Task item:
When you reach the line containing "serial control bus." in the records below, start copying exactly, and stop once you have copied the line containing "is always instantiated.".

Collected data:
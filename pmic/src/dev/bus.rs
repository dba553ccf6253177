//! Control-bus transport used to reach PMIC registers.
//!
//! Notes:
//! - Every call is blocking and atomic from the caller's point of view; the
//!   transport applies its own timeout.
//! - Errors are terminal for the operation in progress. Callers do not retry.
use core::fmt::{self, Display};

/// Failures reported by a [SsbiBus] implementation.
#[derive(Debug, Clone, Copy, PartialEq, Eq)]
pub enum BusError {
    /// The transfer did not complete within the transport's timeout.
    Timeout,
    /// The controller reported a transfer error for this address.
    Transfer { addr: u16 },
    /// The requested length is not supported by the transport.
    InvalidLength { len: usize },
}

impl Display for BusError {
    fn fmt(&self, f: &mut fmt::Formatter<'_>) -> fmt::Result {
        match self {
            Self::Timeout => f.write_str("bus transfer timed out"),
            Self::Transfer { addr } => write!(f, "bus transfer failed at {:#05x}", addr),
            Self::InvalidLength { len } => write!(f, "unsupported transfer length {}", len),
        }
    }
}

impl core::error::Error for BusError {}

/// Register access over the serial control bus.
///
/// Addresses are 16 bits wide; a transfer covers `buf.len()` consecutive registers.
pub trait SsbiBus: Send + Sync {
    fn read(&self, addr: u16, buf: &mut [u8]) -> Result<(), BusError>;
    fn write(&self, addr: u16, buf: &[u8]) -> Result<(), BusError>;

    /// Read one register.
    fn read_byte(&self, addr: u16) -> Result<u8, BusError> {
        let mut val = [0u8; 1];
        self.read(addr, &mut val)?;
        Ok(val[0])
    }

    /// Write one register.
    fn write_byte(&self, addr: u16, val: u8) -> Result<(), BusError> {
        self.write(addr, &[val])
    }
}
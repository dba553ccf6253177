//! Board configuration consumed by the PM8018 core.
use crate::{
    dev::intc::IrqPlatformData,
    pm8xxx::{
        GpioPlatformData, MiscPlatformData, MppPlatformData, PwrkeyPlatformData, RtcPlatformData,
    },
};
use alloc::vec::Vec;

/// Platform data of one regulator used by the board.
#[derive(Debug, Clone, Copy, PartialEq, Eq, Default)]
pub struct RegulatorPlatformData {
    /// Board-assigned regulator id, used as the cell instance id.
    pub id: u32,
    pub name: &'static str,
    pub min_uv: u32,
    pub max_uv: u32,
    pub pull_down_enable: bool,
    pub enable_time_us: u32,
    pub system_ua: u32,
}

/// Everything the board tells the core about this PM8018.
///
/// Each sub-component is instantiated only when its entry is present; the
/// debug cell is always instantiated.
#[derive(Debug, Clone, Default)]
pub struct Pm8018PlatformData {
    pub irq: Option<IrqPlatformData>,
    pub gpio: Option<GpioPlatformData>,
    pub mpp: Option<MppPlatformData>,
    pub rtc: Option<RtcPlatformData>,
    pub pwrkey: Option<PwrkeyPlatformData>,
    pub misc: Option<MiscPlatformData>,
    pub regulators: Vec<RegulatorPlatformData>,
}
#![doc = include_str!("../README.md")]
//!
//! # 모듈 구성
//!
//! - 크레이트 루트: [`BloomFilter`] 자료구조
//! - [`params`]: 목표 거짓 양성률에서 최적 (m, k) 파라미터 유도
//! - [`io`]: 바이너리 파일 형식 로드/저장 (gzip 선택)
//! - [`error`]: 필터 에러 타입
//!
//! # 사용 예시
//! ```ignore
//! use evetap_filter::BloomFilter;
//!
//! let mut filter = BloomFilter::with_fpr(10_000, 0.0001);
//! filter.insert(b"evil.example");
//! assert!(filter.check(b"evil.example"));   // 거짓 음성 없음
//! ```

pub mod error;
mod hash;
pub mod io;
pub mod params;

pub use error::FilterError;
pub use io::{load_filter, save_filter};
pub use params::FilterParams;

use bitvec::prelude::*;
use serde::{Deserialize, Serialize};

use crate::hash::hash_positions;

/// 바이트 문자열 집합에 대한 Bloom 필터
///
/// 불변식: 삽입된 원소에 대해 [`check`](Self::check)는 반드시 `true`를
/// 반환합니다 (거짓 음성 없음). 삽입되지 않은 원소는 한정된 확률로
/// `true`가 나올 수 있습니다 (거짓 양성).
#[derive(Debug, Clone, PartialEq, Eq, Serialize, Deserialize)]
pub struct BloomFilter {
    /// 필터 상태를 담는 비트 배열
    #[serde(with = "bits_serde")]
    bits: BitVec<u8, Lsb0>,
    /// 해시 함수 수 (k)
    k: usize,
    /// 비트 크기 (m)
    m: usize,
    /// 삽입된 원소 수 (n) — 로깅용 공칭값
    n: u64,
}

/// BitVec serde 지원
mod bits_serde {
    use bitvec::prelude::*;
    use serde::{Deserialize, Deserializer, Serialize, Serializer};

    pub fn serialize<S>(bits: &BitVec<u8, Lsb0>, serializer: S) -> Result<S::Ok, S::Error>
    where
        S: Serializer,
    {
        let bytes: Vec<u8> = bits.as_raw_slice().to_vec();
        (bytes, bits.len()).serialize(serializer)
    }

    pub fn deserialize<'de, D>(deserializer: D) -> Result<BitVec<u8, Lsb0>, D::Error>
    where
        D: Deserializer<'de>,
    {
        let (bytes, len): (Vec<u8>, usize) = Deserialize::deserialize(deserializer)?;
        let mut bits = BitVec::<u8, Lsb0>::from_vec(bytes);
        bits.truncate(len);
        Ok(bits)
    }
}

impl BloomFilter {
    /// 지정한 파라미터로 빈 필터를 생성합니다.
    ///
    /// `m`은 비트 크기, `k`는 해시 함수 수입니다. 둘 다 최소 1로
    /// 보정됩니다.
    pub fn new(m: usize, k: usize) -> Self {
        let m = m.max(1);
        let k = k.max(1);
        Self {
            bits: bitvec![u8, Lsb0; 0; m],
            k,
            m,
            n: 0,
        }
    }

    /// 목표 용량과 거짓 양성률로부터 최적 파라미터를 유도하여 빈
    /// 필터를 생성합니다.
    pub fn with_fpr(capacity: usize, target_fpr: f64) -> Self {
        let params = params::optimal_parameters(capacity, target_fpr);
        Self::new(params.size_bits, params.hash_count)
    }

    /// 원소를 필터에 삽입합니다.
    ///
    /// 삽입 이후 같은 원소에 대한 [`check`](Self::check)는 항상 `true`
    /// 입니다.
    pub fn insert(&mut self, element: &[u8]) {
        for pos in hash_positions(element, self.k, self.m) {
            self.bits.set(pos, true);
        }
        self.n += 1;
    }

    /// 원소가 집합에 있을 가능성을 검사합니다.
    ///
    /// `true`는 "아마도 포함" (거짓 양성 가능), `false`는 "확실히
    /// 미포함"입니다.
    pub fn check(&self, element: &[u8]) -> bool {
        hash_positions(element, self.k, self.m)
            .into_iter()
            .all(|pos| self.bits[pos])
    }

    /// 지금까지 삽입된 원소 수(공칭 N)를 반환합니다.
    pub fn len(&self) -> u64 {
        self.n
    }

    /// 원소가 하나도 삽입되지 않았는지 확인합니다.
    pub fn is_empty(&self) -> bool {
        self.n == 0
    }

    /// 비트 배열 크기(m)를 반환합니다.
    pub fn bit_size(&self) -> usize {
        self.m
    }

    /// 해시 함수 수(k)를 반환합니다.
    pub fn hash_count(&self) -> usize {
        self.k
    }
}
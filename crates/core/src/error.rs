//! 에러 타입 — 도메인별 에러 정의

/// evetap 최상위 에러 타입
#[derive(Debug, thiserror::Error)]
pub enum EvetapError {
    /// 설정 관련 에러
    #[error("config error: {0}")]
    Config(#[from] ConfigError),

    /// 파이프라인 처리 에러
    #[error("pipeline error: {0}")]
    Pipeline(#[from] PipelineError),

    /// 파싱 에러
    #[error("parse error: {0}")]
    Parse(#[from] ParseError),

    /// I/O 에러
    #[error("io error: {0}")]
    Io(#[from] std::io::Error),
}

/// 설정 관련 에러
#[derive(Debug, thiserror::Error)]
pub enum ConfigError {
    /// 유효하지 않은 설정 값
    #[error("invalid config value for '{field}': {reason}")]
    InvalidValue { field: String, reason: String },
}

/// 파이프라인 처리 에러
#[derive(Debug, thiserror::Error)]
pub enum PipelineError {
    /// 채널 전송 실패
    #[error("channel send failed: {0}")]
    ChannelSend(String),

    /// 실행 중이 아닌 컴포넌트에 대한 요청
    #[error("component is not running")]
    NotRunning,

    /// 핸들러 처리 실패
    #[error("handler error: {0}")]
    Handler(String),

    /// 이벤트 보강(enrichment) 실패
    #[error("enrichment failed: {0}")]
    Enrichment(String),
}

/// 파싱 에러
#[derive(Debug, thiserror::Error)]
pub enum ParseError {
    /// JSON 파싱 실패
    #[error("invalid json: {0}")]
    InvalidJson(String),

    /// 최상위가 JSON 객체가 아님
    #[error("expected JSON object at top level")]
    NotAnObject,
}

#[cfg(test)]
mod tests {
    use super::*;

    #[test]
    fn config_error_display() {
        let err = EvetapError::from(ConfigError::InvalidValue {
            field: "socket".to_owned(),
            reason: "must not be empty".to_owned(),
        });
        let msg = err.to_string();
        assert!(msg.contains("socket"));
        assert!(msg.contains("must not be empty"));
    }

    #[test]
    fn pipeline_error_converts_to_top_level() {
        let err: EvetapError = PipelineError::NotRunning.into();
        assert!(matches!(err, EvetapError::Pipeline(_)));
    }

    #[test]
    fn parse_error_display() {
        let err = ParseError::InvalidJson("unexpected EOF".to_owned());
        assert!(err.to_string().contains("unexpected EOF"));
    }

    #[test]
    fn io_error_converts() {
        let io = std::io::Error::new(std::io::ErrorKind::BrokenPipe, "pipe");
        let err: EvetapError = io.into();
        assert!(matches!(err, EvetapError::Io(_)));
    }
}
//! 이벤트 처리 에러 타입
//!
//! [`ProcessingError`]는 처리 크레이트 내부에서 발생하는 에러를
//! 표현합니다. `From<ProcessingError> for EvetapError` 변환이 구현되어
//! 있어 상위 레이어에서 `?` 연산자로 자연스럽게 전파할 수 있습니다.

use evetap_core::error::{EvetapError, PipelineError};
use evetap_filter::FilterError;

/// 이벤트 처리 도메인 에러
#[derive(Debug, thiserror::Error)]
pub enum ProcessingError {
    /// 채널 통신 에러
    #[error("channel error: {0}")]
    Channel(String),

    /// 파일 없이 생성된 핸들러에 대한 리로드 요청
    #[error("bloom handler was not created from a file, no reloading possible")]
    NoFilterFile,

    /// 인디케이터 필터 에러
    #[error("filter error: {0}")]
    Filter(#[from] FilterError),

    /// JSON 이스케이프 실패
    #[error("cannot escape value: {0}")]
    Escape(String),

    /// JSON 구조 편집 실패
    #[error("json edit error: {0}")]
    JsonEdit(String),

    /// I/O 에러
    #[error("io error: {0}")]
    Io(#[from] std::io::Error),
}

impl From<ProcessingError> for EvetapError {
    fn from(err: ProcessingError) -> Self {
        match err {
            ProcessingError::Channel(msg) => {
                EvetapError::Pipeline(PipelineError::ChannelSend(msg))
            }
            other => EvetapError::Pipeline(PipelineError::Handler(other.to_string())),
        }
    }
}
//! 필터 에러 타입

/// 인디케이터 필터 도메인 에러
///
/// 로드 실패는 종류별로 구분됩니다. 호출자는
/// [`UnexpectedEof`](FilterError::UnexpectedEof)와
/// [`TooManyHashFunctions`](FilterError::TooManyHashFunctions)를
/// "기본 빈 필터로 대체" 대상으로 취급합니다.
#[derive(Debug, thiserror::Error)]
pub enum FilterError {
    /// I/O 에러
    #[error("io error: {0}")]
    Io(#[from] std::io::Error),

    /// 필터 파일이 비어 있거나 잘림
    #[error("filter file is empty or truncated")]
    UnexpectedEof,

    /// 저장된 해시 함수 수가 지원 한도를 초과
    #[error("value of k (number of hash functions) is too high: {k}")]
    TooManyHashFunctions { k: usize },

    /// 필터 디코딩 실패
    #[error("failed to decode filter: {0}")]
    Decode(String),

    /// 필터 인코딩 실패
    #[error("failed to encode filter: {0}")]
    Encode(String),
}
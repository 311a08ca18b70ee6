//! 전달/스크리닝 설정
//!
//! 프로세스 전역 상태(모두-전달 플래그, 허용 타입 집합) 대신, 설정
//! 객체를 생성자에 주입하는 방식을 사용합니다. 설정은 초기화 이후
//! 읽기 전용입니다.

use std::collections::HashMap;

use serde::{Deserialize, Serialize};

use crate::error::ConfigError;
use crate::event::EVENT_TYPE_WILDCARD;

/// 트래픽 캡처 커넥터(stenosis) 설정
#[derive(Debug, Clone, PartialEq, Eq, Serialize, Deserialize)]
pub struct StenosisConfig {
    /// 커넥터 엔드포인트
    pub endpoint: String,
    /// 요청 타임아웃 (초)
    pub timeout_secs: u64,
    /// 캡처 시간 브래킷 (초)
    pub time_bracket_secs: u64,
    /// 캐시 만료 (초)
    pub cache_expiry_secs: u64,
    /// 수락 대상 인터페이스 필터. `"*"`는 모든 인터페이스.
    pub iface: String,
}

impl Default for StenosisConfig {
    fn default() -> Self {
        Self {
            endpoint: String::new(),
            timeout_secs: 5,
            time_bracket_secs: 60,
            cache_expiry_secs: 600,
            iface: EVENT_TYPE_WILDCARD.to_owned(),
        }
    }
}

/// 전달 엔진 설정
///
/// 출력 소켓, 재연결 정책, 이벤트 타입 허용 목록과 선택 기능
/// (added fields, RDNS, stenosis)을 담습니다.
#[derive(Debug, Clone, Serialize, Deserialize)]
pub struct ForwardConfig {
    /// 출력 unix 스트림 소켓 경로
    pub socket: String,
    /// 재연결 재시도 횟수. 0이면 무한 재시도.
    pub reconnect_times: u32,
    /// 모든 이벤트 타입을 전달할지 여부
    pub forward_all: bool,
    /// 전달 허용 이벤트 타입 목록 (`forward_all`이 false일 때 사용)
    pub allowed_types: Vec<String>,
    /// 전달되는 모든 이벤트에 주입할 최상위 필드
    pub added_fields: HashMap<String, String>,
    /// RDNS 보강 캐시 만료 (초)
    pub rdns_expiry_secs: u64,
    /// 트래픽 캡처 커넥터 설정 (없으면 비활성)
    pub stenosis: Option<StenosisConfig>,
}

impl Default for ForwardConfig {
    fn default() -> Self {
        Self {
            socket: "/tmp/evetap.sock".to_owned(),
            reconnect_times: 0,
            forward_all: false,
            allowed_types: vec!["alert".to_owned()],
            added_fields: HashMap::new(),
            rdns_expiry_secs: 300,
            stenosis: None,
        }
    }
}

impl ForwardConfig {
    /// 주어진 이벤트 타입이 전달 대상인지 확인합니다.
    pub fn allows(&self, event_type: &str) -> bool {
        self.forward_all || self.allowed_types.iter().any(|t| t == event_type)
    }

    /// 설정값의 유효성을 검증합니다.
    pub fn validate(&self) -> Result<(), ConfigError> {
        if self.socket.is_empty() {
            return Err(ConfigError::InvalidValue {
                field: "socket".to_owned(),
                reason: "output socket path must not be empty".to_owned(),
            });
        }

        if !self.forward_all && self.allowed_types.is_empty() {
            return Err(ConfigError::InvalidValue {
                field: "allowed_types".to_owned(),
                reason: "at least one type must be allowed unless forward_all is set".to_owned(),
            });
        }

        if let Some(stenosis) = &self.stenosis {
            if stenosis.endpoint.is_empty() {
                return Err(ConfigError::InvalidValue {
                    field: "stenosis.endpoint".to_owned(),
                    reason: "endpoint must not be empty".to_owned(),
                });
            }
            if stenosis.iface.is_empty() {
                return Err(ConfigError::InvalidValue {
                    field: "stenosis.iface".to_owned(),
                    reason: "iface filter must not be empty ('*' matches all)".to_owned(),
                });
            }
        }

        Ok(())
    }
}

/// 전달 설정 빌더
#[derive(Default)]
pub struct ForwardConfigBuilder {
    config: ForwardConfig,
}

impl ForwardConfigBuilder {
    /// 새 빌더를 생성합니다.
    pub fn new() -> Self {
        Self::default()
    }

    /// 출력 소켓 경로를 설정합니다.
    pub fn socket(mut self, socket: impl Into<String>) -> Self {
        self.config.socket = socket.into();
        self
    }

    /// 재연결 재시도 횟수를 설정합니다 (0 = 무한).
    pub fn reconnect_times(mut self, times: u32) -> Self {
        self.config.reconnect_times = times;
        self
    }

    /// 모든 이벤트 타입 전달 여부를 설정합니다.
    pub fn forward_all(mut self, forward_all: bool) -> Self {
        self.config.forward_all = forward_all;
        self
    }

    /// 전달 허용 타입 목록을 설정합니다.
    pub fn allowed_types(mut self, types: Vec<String>) -> Self {
        self.config.allowed_types = types;
        self
    }

    /// 주입할 최상위 필드를 설정합니다.
    pub fn added_fields(mut self, fields: HashMap<String, String>) -> Self {
        self.config.added_fields = fields;
        self
    }

    /// RDNS 캐시 만료(초)를 설정합니다.
    pub fn rdns_expiry_secs(mut self, secs: u64) -> Self {
        self.config.rdns_expiry_secs = secs;
        self
    }

    /// stenosis 커넥터 설정을 지정합니다.
    pub fn stenosis(mut self, stenosis: StenosisConfig) -> Self {
        self.config.stenosis = Some(stenosis);
        self
    }

    /// 설정을 검증하고 `ForwardConfig`를 생성합니다.
    pub fn build(self) -> Result<ForwardConfig, ConfigError> {
        self.config.validate()?;
        Ok(self.config)
    }
}

/// Bloom 스크리닝 핸들러 설정
#[derive(Debug, Clone, Serialize, Deserialize)]
pub struct BloomConfig {
    /// 인디케이터 필터 파일 경로
    pub filter_path: String,
    /// 필터 파일 gzip 압축 여부
    pub compressed: bool,
    /// 알림 시그니처 접두사
    pub alert_prefix: String,
    /// 알림 발생을 억제할 인디케이터 목록
    pub blocklist: Vec<String>,
}

impl Default for BloomConfig {
    fn default() -> Self {
        Self {
            filter_path: String::new(),
            compressed: false,
            alert_prefix: "BLF".to_owned(),
            blocklist: Vec::new(),
        }
    }
}

impl BloomConfig {
    /// 설정값의 유효성을 검증합니다.
    pub fn validate(&self) -> Result<(), ConfigError> {
        if self.filter_path.is_empty() {
            return Err(ConfigError::InvalidValue {
                field: "filter_path".to_owned(),
                reason: "filter file path must not be empty".to_owned(),
            });
        }
        if self.alert_prefix.is_empty() {
            return Err(ConfigError::InvalidValue {
                field: "alert_prefix".to_owned(),
                reason: "alert prefix must not be empty".to_owned(),
            });
        }
        Ok(())
    }
}

#[cfg(test)]
mod tests {
    use super::*;

    #[test]
    fn default_forward_config_is_valid() {
        ForwardConfig::default().validate().unwrap();
    }

    #[test]
    fn allows_respects_forward_all() {
        let config = ForwardConfig {
            forward_all: true,
            allowed_types: vec![],
            ..Default::default()
        };
        assert!(config.allows("http"));
        assert!(config.allows("anything"));
    }

    #[test]
    fn allows_checks_allow_list() {
        let config = ForwardConfig {
            forward_all: false,
            allowed_types: vec!["alert".to_owned(), "dns".to_owned()],
            ..Default::default()
        };
        assert!(config.allows("alert"));
        assert!(config.allows("dns"));
        assert!(!config.allows("http"));
    }

    #[test]
    fn validate_rejects_empty_socket() {
        let config = ForwardConfig {
            socket: String::new(),
            ..Default::default()
        };
        assert!(config.validate().is_err());
    }

    #[test]
    fn validate_rejects_empty_allow_list_without_forward_all() {
        let config = ForwardConfig {
            forward_all: false,
            allowed_types: vec![],
            ..Default::default()
        };
        assert!(config.validate().is_err());
    }

    #[test]
    fn validate_rejects_empty_stenosis_endpoint() {
        let config = ForwardConfig {
            stenosis: Some(StenosisConfig::default()),
            ..Default::default()
        };
        assert!(config.validate().is_err());
    }

    #[test]
    fn builder_creates_valid_config() {
        let config = ForwardConfigBuilder::new()
            .socket("/run/evetap/out.sock")
            .reconnect_times(5)
            .forward_all(true)
            .build()
            .unwrap();
        assert_eq!(config.socket, "/run/evetap/out.sock");
        assert_eq!(config.reconnect_times, 5);
        assert!(config.forward_all);
    }

    #[test]
    fn builder_rejects_invalid_config() {
        let result = ForwardConfigBuilder::new().socket("").build();
        assert!(result.is_err());
    }

    #[test]
    fn bloom_config_default_prefix() {
        assert_eq!(BloomConfig::default().alert_prefix, "BLF");
    }

    #[test]
    fn bloom_config_validate_requires_path() {
        assert!(BloomConfig::default().validate().is_err());

        let config = BloomConfig {
            filter_path: "/var/lib/evetap/iocs.bloom".to_owned(),
            ..Default::default()
        };
        config.validate().unwrap();
    }
}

Output of the exercise:
/// Register access over the serial control bus.
///
/// Addresses are 16 bits wide; a transfer covers `buf.len()` consecutive registers.
pub trait SsbiBus: Send + Sync {
    fn read(&self, addr: u16, buf: &mut [u8]) -> Result<(), BusError>;
    fn write(&self, addr: u16, buf: &[u8]) -> Result<(), BusError>;

    /// Read one register.
    fn read_byte(&self, addr: u16) -> Result<u8, BusError> {
        let mut val = [0u8; 1];
        self.read(addr, &mut val)?;
        Ok(val[0])
    }

    /// Write one register.
    fn write_byte(&self, addr: u16, val: u8) -> Result<(), BusError> {
        self.write(addr, &[val])
    }
}
repository dba553ccf6253177
//! Board configuration consumed by the PM8018 core.
use crate::{
    dev::intc::IrqPlatformData,
    pm8xxx::{
        GpioPlatformData, MiscPlatformData, MppPlatformData, PwrkeyPlatformData, RtcPlatformData,
    },
};
use alloc::vec::Vec;

/// Platform data of one regulator used by the board.
#[derive(Debug, Clone, Copy, PartialEq, Eq, Default)]
pub struct RegulatorPlatformData {
    /// Board-assigned regulator id, used as the cell instance id.
    pub id: u32,
    pub name: &'static str,
    pub min_uv: u32,
    pub max_uv: u32,
    pub pull_down_enable: bool,
    pub enable_time_us: u32,
    pub system_ua: u32,
}

/// Everything the board tells the core about this PM8018.
///
/// Each sub-component is instantiated only when its entry is present; the
/// debug cell is always instantiated.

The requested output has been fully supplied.